• **About this task**:
What is needed here is an exact copy of all the data.

• **Stored data entries**:
---+---

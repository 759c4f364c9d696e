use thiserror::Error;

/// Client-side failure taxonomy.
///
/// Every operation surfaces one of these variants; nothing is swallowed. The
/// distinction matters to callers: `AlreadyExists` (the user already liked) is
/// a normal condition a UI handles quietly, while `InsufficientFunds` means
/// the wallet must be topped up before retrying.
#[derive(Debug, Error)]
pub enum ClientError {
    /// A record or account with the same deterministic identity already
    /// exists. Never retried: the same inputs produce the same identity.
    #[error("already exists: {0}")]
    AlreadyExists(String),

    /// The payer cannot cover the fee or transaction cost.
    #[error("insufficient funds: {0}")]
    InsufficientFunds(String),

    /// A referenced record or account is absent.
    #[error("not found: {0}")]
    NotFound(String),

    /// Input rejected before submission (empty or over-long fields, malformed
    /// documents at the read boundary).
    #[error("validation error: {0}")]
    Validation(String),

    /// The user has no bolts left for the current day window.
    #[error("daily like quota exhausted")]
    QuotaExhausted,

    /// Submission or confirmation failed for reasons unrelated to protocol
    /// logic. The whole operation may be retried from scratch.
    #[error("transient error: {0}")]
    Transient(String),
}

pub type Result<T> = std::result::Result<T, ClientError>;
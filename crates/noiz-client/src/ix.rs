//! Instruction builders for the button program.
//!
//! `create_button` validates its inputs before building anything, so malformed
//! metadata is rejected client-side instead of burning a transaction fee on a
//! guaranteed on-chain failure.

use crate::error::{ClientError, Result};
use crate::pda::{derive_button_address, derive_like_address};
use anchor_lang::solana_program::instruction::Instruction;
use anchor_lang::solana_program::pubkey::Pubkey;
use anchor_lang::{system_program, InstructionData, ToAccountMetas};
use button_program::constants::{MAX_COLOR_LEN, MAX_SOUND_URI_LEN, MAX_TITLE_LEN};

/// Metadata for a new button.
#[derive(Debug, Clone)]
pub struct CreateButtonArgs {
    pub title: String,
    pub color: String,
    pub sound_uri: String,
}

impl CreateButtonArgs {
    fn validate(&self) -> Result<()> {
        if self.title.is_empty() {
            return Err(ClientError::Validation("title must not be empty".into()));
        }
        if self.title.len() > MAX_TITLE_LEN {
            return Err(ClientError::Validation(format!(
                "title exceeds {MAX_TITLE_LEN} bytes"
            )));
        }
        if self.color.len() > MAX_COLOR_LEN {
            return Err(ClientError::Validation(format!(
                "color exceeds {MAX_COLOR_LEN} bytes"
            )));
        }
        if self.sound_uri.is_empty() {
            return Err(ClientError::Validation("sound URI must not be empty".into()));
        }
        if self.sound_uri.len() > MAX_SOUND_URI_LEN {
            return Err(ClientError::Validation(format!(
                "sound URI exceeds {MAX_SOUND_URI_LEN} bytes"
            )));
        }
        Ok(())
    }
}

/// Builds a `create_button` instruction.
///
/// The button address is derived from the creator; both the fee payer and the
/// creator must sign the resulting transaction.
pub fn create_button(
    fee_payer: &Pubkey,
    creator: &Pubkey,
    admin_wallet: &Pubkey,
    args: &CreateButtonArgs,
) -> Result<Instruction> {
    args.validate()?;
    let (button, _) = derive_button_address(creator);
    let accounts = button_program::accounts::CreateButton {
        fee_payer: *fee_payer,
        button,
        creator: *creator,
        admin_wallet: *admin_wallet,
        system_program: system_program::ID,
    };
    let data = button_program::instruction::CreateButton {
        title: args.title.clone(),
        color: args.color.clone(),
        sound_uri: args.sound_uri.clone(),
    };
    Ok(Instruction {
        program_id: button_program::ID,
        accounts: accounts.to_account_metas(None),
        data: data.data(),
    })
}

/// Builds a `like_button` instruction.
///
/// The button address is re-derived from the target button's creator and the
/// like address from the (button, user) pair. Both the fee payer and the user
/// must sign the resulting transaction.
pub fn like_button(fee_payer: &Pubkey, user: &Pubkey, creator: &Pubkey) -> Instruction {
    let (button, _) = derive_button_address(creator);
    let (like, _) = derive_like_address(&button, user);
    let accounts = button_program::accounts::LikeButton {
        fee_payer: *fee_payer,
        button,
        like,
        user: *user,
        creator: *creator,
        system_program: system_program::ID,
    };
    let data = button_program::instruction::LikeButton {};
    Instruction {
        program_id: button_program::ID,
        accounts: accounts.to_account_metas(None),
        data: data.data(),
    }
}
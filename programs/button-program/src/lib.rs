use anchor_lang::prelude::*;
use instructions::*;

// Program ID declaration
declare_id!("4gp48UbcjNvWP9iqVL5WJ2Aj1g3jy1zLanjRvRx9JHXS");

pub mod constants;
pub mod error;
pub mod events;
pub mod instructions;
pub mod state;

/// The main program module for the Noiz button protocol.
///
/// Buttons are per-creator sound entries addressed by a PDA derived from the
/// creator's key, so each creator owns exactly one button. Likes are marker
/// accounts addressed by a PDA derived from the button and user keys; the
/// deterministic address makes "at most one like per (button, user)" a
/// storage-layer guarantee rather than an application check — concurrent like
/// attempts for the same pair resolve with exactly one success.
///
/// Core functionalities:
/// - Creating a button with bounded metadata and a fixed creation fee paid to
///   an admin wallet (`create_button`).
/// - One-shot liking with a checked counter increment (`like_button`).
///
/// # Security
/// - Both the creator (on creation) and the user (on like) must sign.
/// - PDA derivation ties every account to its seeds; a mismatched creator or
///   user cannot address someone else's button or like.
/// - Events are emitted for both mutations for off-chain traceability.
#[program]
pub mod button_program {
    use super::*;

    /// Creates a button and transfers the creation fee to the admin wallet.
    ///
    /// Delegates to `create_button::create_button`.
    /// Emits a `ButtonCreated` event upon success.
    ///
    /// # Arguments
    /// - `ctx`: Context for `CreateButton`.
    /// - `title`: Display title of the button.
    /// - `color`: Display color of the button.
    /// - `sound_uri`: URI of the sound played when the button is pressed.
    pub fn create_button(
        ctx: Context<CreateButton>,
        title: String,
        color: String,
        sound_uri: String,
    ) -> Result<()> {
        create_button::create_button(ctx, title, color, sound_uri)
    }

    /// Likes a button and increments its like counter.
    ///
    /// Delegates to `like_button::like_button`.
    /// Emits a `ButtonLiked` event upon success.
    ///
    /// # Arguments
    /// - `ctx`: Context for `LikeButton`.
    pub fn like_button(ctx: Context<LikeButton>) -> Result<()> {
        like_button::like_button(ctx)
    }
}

---+---

• **Response**:
repository 759c4f364c9d696e
use thiserror::Error;

/// Client-side failure taxonomy.
///
/// Every operation surfaces one of these variants; nothing is swallowed. The
/// distinction matters to callers: `AlreadyExists` (the user already liked) is
/// a normal condition a UI handles quietly, while `InsufficientFunds` means
/// the wallet must be topped up before retrying.
#[derive(Debug, Error)]
pub enum ClientError {
    /// A record or account with the same deterministic identity already
    /// exists. Never retried: the same inputs produce the same identity.
    #[error("already exists: {0}")]
    AlreadyExists(String),

    /// The payer cannot cover the fee or transaction cost.
    #[error("insufficient funds: {0}")]
    InsufficientFunds(String),

    /// A referenced record or account is absent.
    #[error("not found: {0}")]
    NotFound(String),

    /// Input rejected before submission (empty or over-long fields, malformed
    /// documents at the read boundary).
    #[error("validation error: {0}")]
    Validation(String),

    /// The user has no bolts left for the current day window.
    #[error("daily like quota exhausted")]
    QuotaExhausted,

    /// Submission or confirmation failed for reasons unrelated to protocol
    /// logic. The whole operation may be retried from scratch.
    #[error("transient error: {0}")]
    Transient(String),
}

pub type Result<T> = std::result::Result<T, ClientError>;
filename crates/noiz-client/src/ix.rs
//! Instruction builders for the button program.
//!
//! `create_button` validates its inputs before building anything, so malformed
//! metadata is rejected client-side instead of burning a transaction fee on a
//! guaranteed on-chain failure.

use crate::error::{ClientError, Result};
use crate::pda::{derive_button_address, derive_like_address};
use anchor_lang::solana_program::instruction::Instruction;
use anchor_lang::solana_program::pubkey::Pubkey;
use anchor_lang::{system_program, InstructionData, ToAccountMetas};
use button_program::constants::{MAX_COLOR_LEN, MAX_SOUND_URI_LEN, MAX_TITLE_LEN};

/// Metadata for a new button.
#[derive(Debug, Clone)]
pub struct CreateButtonArgs {
    pub title: String,
    pub color: String,
    pub sound_uri: String,
}

impl CreateButtonArgs {
    fn validate(&self) -> Result<()> {
        if self.title.is_empty() {
            return Err(ClientError::Validation("title must not be empty".into()));
        }
        if self.title.len() > MAX_TITLE_LEN {
            return Err(ClientError::Validation(format!(
                "title exceeds {MAX_TITLE_LEN} bytes"
            )));
        }
        if self.color.len() > MAX_COLOR_LEN {
            return Err(ClientError::Validation(format!(
                "color exceeds {MAX_COLOR_LEN} bytes"
            )));
        }
        if self.sound_uri.is_empty() {
            return Err(ClientError::Validation("sound URI must not be empty".into()));
        }
        if self.sound_uri.len() > MAX_SOUND_URI_LEN {
            return Err(ClientError::Validation(format!(
                "sound URI exceeds {MAX_SOUND_URI_LEN} bytes"
            )));
        }
        Ok(())
    }
}

/// Builds a `create_button` instruction.
///
/// The button address is derived from the creator; both the fee payer and the
/// creator must sign the resulting transaction.
pub fn create_button(
    fee_payer: &Pubkey,
    creator: &Pubkey,
    admin_wallet: &Pubkey,
    args: &CreateButtonArgs,
) -> Result<Instruction> {
    args.validate()?;
    let (button, _) = derive_button_address(creator);
    let accounts = button_program::accounts::CreateButton {
        fee_payer: *fee_payer,
        button,
        creator: *creator,
        admin_wallet: *admin_wallet,
        system_program: system_program::ID,
    };
    let data = button_program::instruction::CreateButton {
        title: args.title.clone(),
        color: args.color.clone(),
        sound_uri: args.sound_uri.clone(),
    };
    Ok(Instruction {
        program_id: button_program::ID,
        accounts: accounts.to_account_metas(None),
        data: data.data(),
    })
}

/// Builds a `like_button` instruction.
///
/// The button address is re-derived from the target button's creator and the
/// like address from the (button, user) pair. Both the fee payer and the user
/// must sign the resulting transaction.
pub fn like_button(fee_payer: &Pubkey, user: &Pubkey, creator: &Pubkey) -> Instruction {
    let (button, _) = derive_button_address(creator);
    let (like, _) = derive_like_address(&button, user);
    let accounts = button_program::accounts::LikeButton {
        fee_payer: *fee_payer,
        button,
        like,
        user: *user,
        creator: *creator,
        system_program: system_program::ID,
    };
    let data = button_program::instruction::LikeButton {};
    Instruction {
        program_id: button_program::ID,
        accounts: accounts.to_account_metas(None),
        data: data.data(),
    }
}
filename programs/button-program/src/lib.rs
use anchor_lang::prelude::*;
use instructions::*;

// Program ID declaration
declare_id!("4gp48UbcjNvWP9iqVL5WJ2Aj1g3jy1zLanjRvRx9JHXS");

pub mod constants;
pub mod error;
pub mod events;
pub mod instructions;
pub mod state;

/// The main program module for the Noiz button protocol.
///
/// Buttons are per-creator sound entries addressed by a PDA derived from the
/// creator's key, so each creator owns exactly one button. Likes are marker
/// accounts addressed by a PDA derived from the button and user keys; the
/// deterministic address makes "at most one like per (button, user)" a
/// storage-layer guarantee rather than an application check — concurrent like
/// attempts for the same pair resolve with exactly one success.
///
/// Core functionalities:
/// - Creating a button with bounded metadata and a fixed creation fee paid to
///   an admin wallet (`create_button`).
/// - One-shot liking with a checked counter increment (`like_button`).
///
/// # Security
/// - Both the creator (on creation) and the user (on like) must sign.
/// - PDA derivation ties every account to its seeds; a mismatched creator or
///   user cannot address someone else's button or like.
/// - Events are emitted for both mutations for off-chain traceability.
#[program]
pub mod button_program {
    use super::*;

    /// Creates a button and transfers the creation fee to the admin wallet.
    ///
    /// Delegates to `create_button::create_button`.
    /// Emits a `ButtonCreated` event upon success.
    ///
    /// # Arguments
    /// - `ctx`: Context for `CreateButton`.
    /// - `title`: Display title of the button.
    /// - `color`: Display color of the button.
    /// - `sound_uri`: URI of the sound played when the button is pressed.
    pub fn create_button(
        ctx: Context<CreateButton>,
        title: String,
        color: String,
        sound_uri: String,
    ) -> Result<()> {
        create_button::create_button(ctx, title, color, sound_uri)
    }

    /// Likes a button and increments its like counter.
    ///
    /// Delegates to `like_button::like_button`.
    /// Emits a `ButtonLiked` event upon success.
    ///
    /// # Arguments
    /// - `ctx`: Context for `LikeButton`.
    pub fn like_button(ctx: Context<LikeButton>) -> Result<()> {
        like_button::like_button(ctx)
    }
}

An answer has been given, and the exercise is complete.